Lou Reed hadn't appeared in public since March when he made a surprise cameo at a public playback of Transformer. He had already cancelled several gigs earlier that month, including a performance at Coachella, citing "unavoidable complications".
In the first official statement since his wife, Laurie Anderson, had revealed that he was "dying" of liver failure, the former Velvet Underground frontman credited both "modern medicine" and tai chi with saving his life.
Anderson had said last week that Reed "won't ever totally recover" from his surgery. His condition was "as serious as it gets", she told the Times, and it will take "a few months" for him to recover from the life-saving transplant.
After the surgery was completed, Anderson had some good words for American health care when speaking with media about her husband's condition, praising the Cleveland Clinic. "Fortunately we can outsource like corporations. It's medical tourism," she said.
"The Cleveland clinic is massive. They have the best results for heart, liver and kidney transplants. Whenever I get discouraged about how stupid technology is and how greedy and stupid Americans are, I go to the Cleveland clinic because the people there are genuinely very kind and very smart".

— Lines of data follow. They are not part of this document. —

//! Assorted numeric helpers shared by the driver and the frontier.

/// Absolute tolerance for score comparisons during path reconstruction.
///
/// Scores are sums of per-cell match values in `[0, 1]`; comparing them for
/// equality after a different summation order needs a little slack.
pub const SCORE_TOLERANCE: f32 = 1e-3;

/// Optimistic ceiling on the total score of any completion of a partial path.
///
/// A path that has accumulated `score` and stands at cell `(i, j)` can take
/// at most `min(width - i, height - j)` further diagonal steps, each worth
/// at most 1.
#[inline]
pub fn max_possible_score(score: f32, width: u32, height: u32, i: u32, j: u32) -> f32 {
    score + (width - i).min(height - j) as f32
}

/// Score equality within [`SCORE_TOLERANCE`].
#[inline]
pub fn scores_match(a: f32, b: f32) -> bool {
    (a - b).abs() <= SCORE_TOLERANCE
}
use tokio::sync::oneshot;

use crate::interface::Command;
use crate::worker::StatusLine;

/// Everything the event loop reacts to. One event is handled to
/// completion before the next, and the scheduling tick runs after each.
#[derive(Debug)]
pub enum Event {
    /// A child-death signal arrived; exits themselves are delivered as
    /// [`Event::AgentExited`], this just forces a prompt tick.
    ReapCheck,
    /// A worker process exited.
    AgentExited { pid: u32, success: bool },
    /// A worker produced a well-formed status line.
    AgentStatus { pid: u32, line: StatusLine },
    /// Begin graceful (`force = false`) or forced shutdown.
    Close { force: bool },
    /// Reload configuration from the source.
    Reload,
    /// Periodic check for unresponsive agents.
    RefreshAgents,
    /// Ask the store for newly created jobs.
    RefreshJobs,
    /// A client command; the textual reply goes back through `reply`.
    Command {
        command: Command,
        reply: oneshot::Sender<String>,
    },
}
//! The daemon: event loop, handlers, and the wiring between them.
//!
//! All scheduler state lives in one task. Handlers run to completion one
//! at a time, and the scheduling tick runs after every event, so nothing
//! here needs a lock. Signals and client connections feed the same
//! event queue from their own tasks.

use std::fmt::Write as _;
use std::time::Duration;

use tokio::net::TcpListener;
use tokio::sync::mpsc::{self, UnboundedReceiver, UnboundedSender};
use tokio::time::{interval, MissedTickBehavior};
use tokio_util::sync::CancellationToken;
use tracing::{debug, error, info, warn};

use crate::config::{ConfigSource, SchedulerConfig};
use crate::error::Result;
use crate::events::Event;
use crate::interface::{self, Command};
use crate::notify::Notifier;
use crate::scheduler::{
    tick, AgentInstance, Decision, Host, InstanceState, Job, JobStatus, MetaAgent, SchedulerState,
};
use crate::signals::SignalBridge;
use crate::store::{JobId, JobOutcome, JobStore};
use crate::worker::{signal_process, Executor, StatusLine, StatusTag};
use crate::SchedError;

pub struct Daemon {
    config: SchedulerConfig,
    source: Box<dyn ConfigSource>,
    state: SchedulerState,
    store: Box<dyn JobStore>,
    notifier: Box<dyn Notifier>,
    executor: Executor,
    events_tx: UnboundedSender<Event>,
    events_rx: UnboundedReceiver<Event>,
    cancel: CancellationToken,
    verbosity: i64,
    daemonized: bool,
    terminated: bool,
}
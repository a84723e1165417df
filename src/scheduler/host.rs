use std::collections::{HashMap, VecDeque};
use std::path::PathBuf;

use crate::config::{HostEntry, LOCAL_HOST};

/// An execution target with its own concurrency capacity.
#[derive(Debug, Clone)]
pub struct Host {
    pub name: String,
    pub address: String,
    pub directory: PathBuf,
    pub max: u32,
    pub running: u32,
    pub kind: String,
}

impl Host {
    pub fn from_entry(name: &str, entry: &HostEntry) -> Self {
        Self {
            name: name.to_string(),
            address: entry.address.clone(),
            directory: entry.directory.clone(),
            max: entry.max,
            running: 0,
            kind: entry.kind.clone(),
        }
    }

    pub fn has_capacity(&self) -> bool {
        self.running < self.max
    }

    /// Whether workers run here without an ssh hop.
    pub fn is_local(&self) -> bool {
        self.name == LOCAL_HOST || self.address == "localhost" || self.address == "127.0.0.1"
    }
}

/// Tracks execution targets and hands out placement with a rotation rule
/// so no single host is starved by first-fit.
#[derive(Debug, Default)]
pub struct HostRegistry {
    hosts: HashMap<String, Host>,
    /// Placement rotation. A host picked by `next_available` moves to the
    /// back, so repeated placements spread across hosts.
    rotation: VecDeque<String>,
}

impl HostRegistry {
    pub fn new() -> Self {
        Self::default()
    }

    /// Register or replace a host. Replacement resets its running count.
    pub fn insert(&mut self, host: Host) {
        if !self.rotation.contains(&host.name) {
            self.rotation.push_back(host.name.clone());
        }
        self.hosts.insert(host.name.clone(), host);
    }

    pub fn get(&self, name: &str) -> Option<&Host> {
        self.hosts.get(name)
    }

    pub fn get_mut(&mut self, name: &str) -> Option<&mut Host> {
        self.hosts.get_mut(name)
    }

    /// Next host with spare capacity, rotating it to the back of the queue.
    pub fn next_available(&mut self) -> Option<String> {
        for _ in 0..self.rotation.len() {
            let name = self.rotation.pop_front()?;
            self.rotation.push_back(name.clone());
            if let Some(host) = self.hosts.get(&name) {
                if host.has_capacity() {
                    return Some(name);
                }
            }
        }
        None
    }

    pub fn names(&self) -> Vec<&str> {
        let mut names: Vec<&str> = self.hosts.keys().map(String::as_str).collect();
        names.sort_unstable();
        names
    }

    pub fn iter(&self) -> impl Iterator<Item = &Host> {
        self.hosts.values()
    }

    pub fn len(&self) -> usize {
        self.hosts.len()
    }

    pub fn is_empty(&self) -> bool {
        self.hosts.is_empty()
    }

    /// Used before a configuration reload; no incremental diff.
    pub fn clear(&mut self) {
        self.hosts.clear();
        self.rotation.clear();
    }
}
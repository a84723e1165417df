//! Worker process supervision: spawning, status-line parsing, signalling.

pub mod executor;

pub use executor::{parse_status_line, signal_process, Executor, StatusLine, StatusTag};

That such an operation has become routine in modern medicine impressed Anderson. "This is no longer an operation that is life threatening," she said. "They put it [the new liver] in immediately and it started to work immediately. Every week it gets better. I can imagine a world where you can get everything transplanted".
Reed, in turn, wrote on his website, "I am a triumph of modern medicine, physics and chemistry. I am bigger and stronger than ever. My Chen Taiji and health regimen has served me well all of these years, thanks to Master Ren Guang-yi.
I look forward to being on stage performing, and writing more songs to connect with your hearts and spirits and the universe well into the future."
A student of tai chi for more than 30 years, Reed began studying the Chen style around 2002, after seeing Guang-yi.
"When I saw what he did, I said, 'Oh my god, a man who can fly," he explained to Kung Fu magazine. When I saw that combination of grace and power, the fast and the soft, the yin and the yang, that's what I'd been looking for".
Reed began taking Guang-yi on tour, and the singer eventually recorded the soundtrack and narration for a tai chi DVD. In 2007, Reed released Hudson River Wind Meditations, a collection of songs intended "as an adjunct to meditation [and] tai chi".
"I was completely awestruck [by the operation]," she went on. "You send out two planes – one for the donor, one for the recipient – at the same time. You bring the donor in live, you take him off life support ... I find certain things about technology truly, deeply inspiring".